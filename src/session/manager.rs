//! Session creation from an authenticated MQTT credential set, and the
//! bounded registry of live sessions.

use std::collections::{HashMap, VecDeque};
use std::sync::{Arc, RwLock};

use uuid::Uuid;

/// The reserved session id that always authorizes, used for the core's
/// own internal/local MQTT connections.
pub const ALLOW_ALL_SESSION_ID: &str = "ALLOW_ALL";

/// The MQTT credential set a connection authenticates with.
#[derive(Debug, Clone)]
pub struct MqttCredentials {
    /// MQTT client id.
    pub client_id: String,
    /// MQTT username, if supplied.
    pub username: Option<String>,
    /// MQTT password, if supplied.
    pub password: Option<String>,
    /// The client certificate presented during the TLS handshake, PEM
    /// encoded.
    pub certificate_pem: Option<String>,
}

/// An authenticated session: an id plus the attribute namespace policy
/// evaluation reads from (`Thing.ThingName`, `CertificateId`,
/// `Component`).
#[derive(Debug, Clone)]
pub struct Session {
    /// Opaque session id, or `ALLOW_ALL_SESSION_ID` for the pseudo-session.
    pub session_id: String,
    /// Session attributes populated at creation time.
    pub attributes: HashMap<String, String>,
}

impl Session {
    /// The special always-authorizing pseudo-session.
    pub fn allow_all() -> Self {
        Self { session_id: ALLOW_ALL_SESSION_ID.to_string(), attributes: HashMap::new() }
    }

    /// Whether this is the always-authorizing pseudo-session.
    pub fn is_allow_all(&self) -> bool {
        self.session_id == ALLOW_ALL_SESSION_ID
    }

    /// Whether this session carries a Greengrass component credential.
    pub fn is_component(&self) -> bool {
        self.attributes.get("Component").map(String::as_str) == Some("true")
    }

    /// Read an attribute by name.
    pub fn attribute(&self, key: &str) -> Option<&str> {
        self.attributes.get(key).map(String::as_str)
    }
}

/// Outcome of attempting to associate a credential set with a Thing and
/// certificate, handed to `SessionManager::create_session` by the caller
/// that already ran `VerifyIdentityPipeline`.
pub struct SessionIdentity {
    /// The verified Thing name, if the certificate's attachment was
    /// confirmed.
    pub thing_name: Option<String>,
    /// The presented certificate's id, if a certificate was presented.
    pub certificate_id: Option<String>,
    /// Whether the credential is a Greengrass component certificate.
    pub is_component: bool,
    /// The Thing's cloud-reported attribute map (from
    /// `IotAuthClient::get_thing_attributes`, fetched by the caller
    /// before constructing this), folded into the session under the
    /// `Thing.Attributes.*` namespace so device-group selection rules can
    /// match on arbitrary Thing attributes, not just `Thing.ThingName`.
    pub thing_attributes: HashMap<String, String>,
}

/// Bounded registry of live sessions. `max_sessions` caps the number of
/// concurrently retained non-pseudo sessions; creating past the cap
/// evicts the oldest session (LRU-by-creation-order, not by last use).
pub struct SessionManager {
    sessions: RwLock<HashMap<String, Arc<Session>>>,
    order: RwLock<VecDeque<String>>,
    max_sessions: usize,
}

impl SessionManager {
    /// Construct an empty manager capped at `max_sessions`.
    pub fn new(max_sessions: usize) -> Self {
        Self { sessions: RwLock::new(HashMap::new()), order: RwLock::new(VecDeque::new()), max_sessions }
    }

    /// Create a session for `credentials`, populated per `identity`.
    pub fn create_session(&self, _credentials: &MqttCredentials, identity: SessionIdentity) -> Arc<Session> {
        let mut attributes = HashMap::new();
        if let Some(thing_name) = identity.thing_name {
            attributes.insert("Thing.ThingName".to_string(), thing_name);
        }
        if let Some(certificate_id) = identity.certificate_id {
            attributes.insert("CertificateId".to_string(), certificate_id);
        }
        if identity.is_component {
            attributes.insert("Component".to_string(), "true".to_string());
        }
        for (key, value) in identity.thing_attributes {
            attributes.insert(format!("Thing.Attributes.{key}"), value);
        }

        let session = Arc::new(Session { session_id: Uuid::new_v4().to_string(), attributes });
        self.insert(session.clone());
        session
    }

    fn insert(&self, session: Arc<Session>) {
        let mut sessions = self.sessions.write().unwrap();
        let mut order = self.order.write().unwrap();
        while sessions.len() >= self.max_sessions {
            let Some(oldest) = order.pop_front() else { break };
            sessions.remove(&oldest);
        }
        order.push_back(session.session_id.clone());
        sessions.insert(session.session_id.clone(), session);
    }

    /// Look up a session by id. The reserved `ALLOW_ALL_SESSION_ID`
    /// always resolves, even if never explicitly created.
    pub fn get(&self, session_id: &str) -> Option<Arc<Session>> {
        if session_id == ALLOW_ALL_SESSION_ID {
            return Some(Arc::new(Session::allow_all()));
        }
        self.sessions.read().unwrap().get(session_id).cloned()
    }

    /// Remove a session, e.g. on MQTT disconnect.
    pub fn remove(&self, session_id: &str) {
        self.sessions.write().unwrap().remove(session_id);
        self.order.write().unwrap().retain(|id| id != session_id);
    }

    /// Number of currently retained sessions (excluding the pseudo-session).
    pub fn active_count(&self) -> usize {
        self.sessions.read().unwrap().len()
    }
}

#[cfg(test)]
mod tests {
    use super::*;

    fn credentials() -> MqttCredentials {
        MqttCredentials { client_id: "device-1".to_string(), username: None, password: None, certificate_pem: None }
    }

    #[test]
    fn allow_all_resolves_without_being_created() {
        let manager = SessionManager::new(10);
        let session = manager.get(ALLOW_ALL_SESSION_ID).unwrap();
        assert!(session.is_allow_all());
    }

    #[test]
    fn created_session_carries_thing_and_certificate_attributes() {
        let manager = SessionManager::new(10);
        let identity = SessionIdentity {
            thing_name: Some("living-room-sensor".to_string()),
            certificate_id: Some("abc123".to_string()),
            is_component: false,
            thing_attributes: HashMap::new(),
        };
        let session = manager.create_session(&credentials(), identity);
        assert_eq!(session.attribute("Thing.ThingName"), Some("living-room-sensor"));
        assert_eq!(session.attribute("CertificateId"), Some("abc123"));
        assert!(!session.is_component());
    }

    #[test]
    fn creating_past_the_cap_evicts_the_oldest_session() {
        let manager = SessionManager::new(2);
        let identity = || SessionIdentity { thing_name: None, certificate_id: None, is_component: false, thing_attributes: HashMap::new() };
        let first = manager.create_session(&credentials(), identity());
        manager.create_session(&credentials(), identity());
        manager.create_session(&credentials(), identity());

        assert_eq!(manager.active_count(), 2);
        assert!(manager.get(&first.session_id).is_none());
    }

    #[test]
    fn cloud_reported_thing_attributes_are_namespaced_for_selection_rules() {
        let manager = SessionManager::new(10);
        let mut thing_attributes = HashMap::new();
        thing_attributes.insert("deviceGroup".to_string(), "sensors".to_string());
        let identity = SessionIdentity {
            thing_name: Some("living-room-sensor".to_string()),
            certificate_id: None,
            is_component: false,
            thing_attributes,
        };
        let session = manager.create_session(&credentials(), identity);
        assert_eq!(session.attribute("Thing.Attributes.deviceGroup"), Some("sensors"));
    }
}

- [INSTRUCTIONS TO FOLLOW]: Reproduce every line from the entries that holds the word "Whether".

- [RESPONSE FOR THIS EXERCISE]:
    /// Whether this is the always-authorizing pseudo-session.
    /// Whether this session carries a Greengrass component credential.
    /// Whether the credential is a Greengrass component certificate.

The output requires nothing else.